— ABOUT THIS EXERCISE —
Find the lines in the records that carry the word "nartifact". Copy each one.

— SOURCE MATERIAL —
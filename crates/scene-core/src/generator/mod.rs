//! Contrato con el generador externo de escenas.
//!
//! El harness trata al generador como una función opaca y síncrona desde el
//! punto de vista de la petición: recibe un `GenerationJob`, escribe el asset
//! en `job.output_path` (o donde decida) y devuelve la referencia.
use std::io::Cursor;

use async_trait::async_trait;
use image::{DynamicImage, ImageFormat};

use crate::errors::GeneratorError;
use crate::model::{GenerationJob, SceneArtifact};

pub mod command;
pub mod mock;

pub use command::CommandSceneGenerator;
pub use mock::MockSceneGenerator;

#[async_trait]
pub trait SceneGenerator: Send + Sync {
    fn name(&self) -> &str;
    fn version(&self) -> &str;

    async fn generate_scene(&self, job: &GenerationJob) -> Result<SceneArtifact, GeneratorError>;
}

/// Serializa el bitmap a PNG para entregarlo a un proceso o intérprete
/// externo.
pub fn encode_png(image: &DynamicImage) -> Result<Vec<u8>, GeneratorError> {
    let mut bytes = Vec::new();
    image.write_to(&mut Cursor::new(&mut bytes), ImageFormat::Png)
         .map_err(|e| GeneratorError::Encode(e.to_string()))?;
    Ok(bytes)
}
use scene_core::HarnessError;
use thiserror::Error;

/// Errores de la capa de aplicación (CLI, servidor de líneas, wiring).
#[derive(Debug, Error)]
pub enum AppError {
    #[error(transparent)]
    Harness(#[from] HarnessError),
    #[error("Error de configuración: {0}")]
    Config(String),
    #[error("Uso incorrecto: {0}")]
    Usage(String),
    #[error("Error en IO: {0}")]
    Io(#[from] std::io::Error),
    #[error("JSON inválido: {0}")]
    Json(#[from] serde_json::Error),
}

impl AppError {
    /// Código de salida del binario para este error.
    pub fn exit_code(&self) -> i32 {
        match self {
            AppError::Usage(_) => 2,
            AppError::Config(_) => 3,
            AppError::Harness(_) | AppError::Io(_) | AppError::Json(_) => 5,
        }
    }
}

* * *

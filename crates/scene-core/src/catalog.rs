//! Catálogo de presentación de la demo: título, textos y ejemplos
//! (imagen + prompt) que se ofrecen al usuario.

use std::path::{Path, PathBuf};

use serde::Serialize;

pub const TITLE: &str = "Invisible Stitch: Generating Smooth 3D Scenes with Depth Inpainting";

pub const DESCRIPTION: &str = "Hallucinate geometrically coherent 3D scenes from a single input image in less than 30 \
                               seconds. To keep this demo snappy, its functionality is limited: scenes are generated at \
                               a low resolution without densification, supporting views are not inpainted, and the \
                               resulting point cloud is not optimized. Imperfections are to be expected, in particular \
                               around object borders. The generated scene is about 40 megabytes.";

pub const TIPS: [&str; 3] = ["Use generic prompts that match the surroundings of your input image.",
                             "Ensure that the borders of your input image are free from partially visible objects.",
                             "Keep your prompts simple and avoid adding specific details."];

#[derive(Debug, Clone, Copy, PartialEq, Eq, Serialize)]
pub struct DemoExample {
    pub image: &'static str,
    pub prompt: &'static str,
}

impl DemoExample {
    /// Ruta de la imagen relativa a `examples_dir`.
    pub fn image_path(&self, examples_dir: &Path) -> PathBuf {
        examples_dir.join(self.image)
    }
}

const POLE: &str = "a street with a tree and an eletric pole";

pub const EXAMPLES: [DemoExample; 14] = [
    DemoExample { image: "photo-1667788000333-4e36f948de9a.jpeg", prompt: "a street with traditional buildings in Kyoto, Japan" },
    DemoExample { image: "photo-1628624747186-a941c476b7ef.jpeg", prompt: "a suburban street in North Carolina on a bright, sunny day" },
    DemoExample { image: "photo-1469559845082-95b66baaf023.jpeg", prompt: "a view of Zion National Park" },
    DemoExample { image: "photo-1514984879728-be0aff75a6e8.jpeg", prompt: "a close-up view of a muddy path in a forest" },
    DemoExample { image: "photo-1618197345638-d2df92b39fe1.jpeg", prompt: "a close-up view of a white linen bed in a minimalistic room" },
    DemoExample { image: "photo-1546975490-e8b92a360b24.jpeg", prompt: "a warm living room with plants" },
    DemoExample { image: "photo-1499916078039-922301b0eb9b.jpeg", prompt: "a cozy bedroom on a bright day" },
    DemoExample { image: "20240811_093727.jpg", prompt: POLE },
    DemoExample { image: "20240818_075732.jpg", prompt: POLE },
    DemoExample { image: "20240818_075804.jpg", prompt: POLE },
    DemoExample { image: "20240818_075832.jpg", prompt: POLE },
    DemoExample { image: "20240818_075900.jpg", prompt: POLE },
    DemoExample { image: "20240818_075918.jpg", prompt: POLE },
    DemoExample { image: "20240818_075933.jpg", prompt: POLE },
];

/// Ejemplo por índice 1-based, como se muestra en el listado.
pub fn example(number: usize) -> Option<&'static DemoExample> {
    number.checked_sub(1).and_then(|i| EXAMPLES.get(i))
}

--

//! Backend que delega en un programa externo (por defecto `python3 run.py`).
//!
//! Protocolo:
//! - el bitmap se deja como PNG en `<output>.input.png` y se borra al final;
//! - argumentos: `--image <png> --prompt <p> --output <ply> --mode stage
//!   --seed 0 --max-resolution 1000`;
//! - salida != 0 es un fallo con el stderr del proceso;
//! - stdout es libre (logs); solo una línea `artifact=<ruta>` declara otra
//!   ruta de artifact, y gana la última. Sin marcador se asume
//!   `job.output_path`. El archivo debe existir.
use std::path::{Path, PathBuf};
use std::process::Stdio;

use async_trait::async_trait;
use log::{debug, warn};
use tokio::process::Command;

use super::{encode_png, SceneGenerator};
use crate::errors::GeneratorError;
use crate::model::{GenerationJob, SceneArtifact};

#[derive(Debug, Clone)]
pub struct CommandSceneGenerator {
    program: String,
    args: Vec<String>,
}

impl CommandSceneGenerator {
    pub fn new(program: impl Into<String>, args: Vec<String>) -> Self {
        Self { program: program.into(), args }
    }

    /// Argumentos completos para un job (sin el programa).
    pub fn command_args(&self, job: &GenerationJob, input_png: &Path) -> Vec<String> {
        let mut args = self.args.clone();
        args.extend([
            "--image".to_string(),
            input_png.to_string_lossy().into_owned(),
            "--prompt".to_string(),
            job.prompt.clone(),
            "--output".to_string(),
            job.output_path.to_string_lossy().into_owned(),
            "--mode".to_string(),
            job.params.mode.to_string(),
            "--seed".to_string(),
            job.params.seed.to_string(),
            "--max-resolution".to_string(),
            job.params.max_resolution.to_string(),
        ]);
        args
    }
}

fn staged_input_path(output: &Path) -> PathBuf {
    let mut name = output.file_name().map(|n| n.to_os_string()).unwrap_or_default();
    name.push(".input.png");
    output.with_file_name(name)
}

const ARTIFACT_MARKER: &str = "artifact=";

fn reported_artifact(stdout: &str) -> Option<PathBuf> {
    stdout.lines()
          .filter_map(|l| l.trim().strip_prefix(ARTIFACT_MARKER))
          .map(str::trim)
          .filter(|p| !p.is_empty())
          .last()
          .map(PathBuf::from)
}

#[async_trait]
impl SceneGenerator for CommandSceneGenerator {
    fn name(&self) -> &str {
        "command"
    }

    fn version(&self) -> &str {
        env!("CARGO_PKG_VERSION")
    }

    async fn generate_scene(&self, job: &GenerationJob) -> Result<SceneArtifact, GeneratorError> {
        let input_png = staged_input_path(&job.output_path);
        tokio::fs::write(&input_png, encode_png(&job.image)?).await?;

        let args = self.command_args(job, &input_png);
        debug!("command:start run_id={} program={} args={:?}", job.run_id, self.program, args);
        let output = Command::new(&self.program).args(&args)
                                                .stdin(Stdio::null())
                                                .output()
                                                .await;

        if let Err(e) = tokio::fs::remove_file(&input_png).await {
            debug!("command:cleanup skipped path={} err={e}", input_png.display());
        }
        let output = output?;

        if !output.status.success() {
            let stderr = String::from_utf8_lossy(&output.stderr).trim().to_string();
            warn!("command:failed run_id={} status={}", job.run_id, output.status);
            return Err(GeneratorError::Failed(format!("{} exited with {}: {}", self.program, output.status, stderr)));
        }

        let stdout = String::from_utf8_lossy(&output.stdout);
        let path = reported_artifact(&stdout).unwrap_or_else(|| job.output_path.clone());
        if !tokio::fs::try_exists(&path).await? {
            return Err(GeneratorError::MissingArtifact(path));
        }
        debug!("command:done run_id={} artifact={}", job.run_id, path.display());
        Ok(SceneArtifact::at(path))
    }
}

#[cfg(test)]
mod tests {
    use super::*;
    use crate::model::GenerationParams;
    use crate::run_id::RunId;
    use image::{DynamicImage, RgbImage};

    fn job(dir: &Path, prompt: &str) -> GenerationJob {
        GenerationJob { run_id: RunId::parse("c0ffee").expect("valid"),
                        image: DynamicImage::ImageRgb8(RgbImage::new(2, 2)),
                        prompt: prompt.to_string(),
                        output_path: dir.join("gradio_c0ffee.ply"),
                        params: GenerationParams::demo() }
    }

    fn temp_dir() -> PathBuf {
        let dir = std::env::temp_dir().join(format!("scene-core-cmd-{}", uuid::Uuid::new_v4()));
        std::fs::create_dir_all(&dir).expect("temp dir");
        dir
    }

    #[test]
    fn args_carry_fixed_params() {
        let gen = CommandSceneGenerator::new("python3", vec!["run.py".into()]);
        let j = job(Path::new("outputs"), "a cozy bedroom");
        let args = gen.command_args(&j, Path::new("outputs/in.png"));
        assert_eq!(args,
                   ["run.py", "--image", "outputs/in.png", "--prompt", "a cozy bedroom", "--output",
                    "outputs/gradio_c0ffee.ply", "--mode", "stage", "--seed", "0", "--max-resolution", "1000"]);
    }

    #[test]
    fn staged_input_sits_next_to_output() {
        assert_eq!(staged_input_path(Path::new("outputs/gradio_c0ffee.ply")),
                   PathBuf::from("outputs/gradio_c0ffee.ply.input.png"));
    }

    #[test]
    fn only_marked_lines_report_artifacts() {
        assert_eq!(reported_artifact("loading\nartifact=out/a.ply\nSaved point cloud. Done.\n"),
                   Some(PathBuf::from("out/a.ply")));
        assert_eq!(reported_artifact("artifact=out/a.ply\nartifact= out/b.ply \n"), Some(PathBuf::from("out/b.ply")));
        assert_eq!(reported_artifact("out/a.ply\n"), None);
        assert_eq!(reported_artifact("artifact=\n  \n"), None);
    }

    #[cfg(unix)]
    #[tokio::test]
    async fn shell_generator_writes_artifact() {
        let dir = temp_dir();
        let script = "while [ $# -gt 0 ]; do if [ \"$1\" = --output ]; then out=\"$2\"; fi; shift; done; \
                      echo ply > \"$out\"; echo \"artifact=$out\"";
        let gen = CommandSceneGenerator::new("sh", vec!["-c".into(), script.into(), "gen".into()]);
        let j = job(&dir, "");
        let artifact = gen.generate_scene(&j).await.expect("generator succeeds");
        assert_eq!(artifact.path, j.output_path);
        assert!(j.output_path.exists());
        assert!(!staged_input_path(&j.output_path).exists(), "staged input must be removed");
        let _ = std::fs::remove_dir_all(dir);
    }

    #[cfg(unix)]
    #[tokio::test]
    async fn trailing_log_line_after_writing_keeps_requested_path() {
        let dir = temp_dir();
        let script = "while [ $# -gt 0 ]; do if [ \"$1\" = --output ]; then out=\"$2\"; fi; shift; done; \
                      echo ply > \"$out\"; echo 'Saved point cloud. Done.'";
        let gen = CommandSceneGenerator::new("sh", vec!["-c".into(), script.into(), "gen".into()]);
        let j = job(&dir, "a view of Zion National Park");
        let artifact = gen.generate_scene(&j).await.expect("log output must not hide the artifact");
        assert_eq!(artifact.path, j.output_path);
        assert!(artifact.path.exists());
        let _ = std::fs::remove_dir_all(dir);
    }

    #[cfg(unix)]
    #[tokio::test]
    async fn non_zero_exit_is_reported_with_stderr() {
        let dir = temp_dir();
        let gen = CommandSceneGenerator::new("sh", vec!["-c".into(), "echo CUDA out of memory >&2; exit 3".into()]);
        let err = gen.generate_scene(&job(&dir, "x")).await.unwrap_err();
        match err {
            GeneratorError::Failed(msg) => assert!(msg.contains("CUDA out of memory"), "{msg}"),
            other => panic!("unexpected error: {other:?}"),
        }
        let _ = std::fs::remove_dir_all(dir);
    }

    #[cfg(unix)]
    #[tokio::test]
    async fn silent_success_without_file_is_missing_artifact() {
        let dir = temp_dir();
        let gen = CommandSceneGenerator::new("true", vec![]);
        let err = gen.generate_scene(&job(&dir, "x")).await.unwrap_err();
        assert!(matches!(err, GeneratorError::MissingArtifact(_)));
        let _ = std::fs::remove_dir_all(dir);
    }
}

— SOLUTION TO THE EXERCISE —
        assert_eq!(reported_artifact("loading\nartifact=out/a.ply\nSaved point cloud. Done.\n"),
        assert_eq!(reported_artifact("artifact=out/a.ply\nartifact= out/b.ply \n"), Some(PathBuf::from("out/b.ply")));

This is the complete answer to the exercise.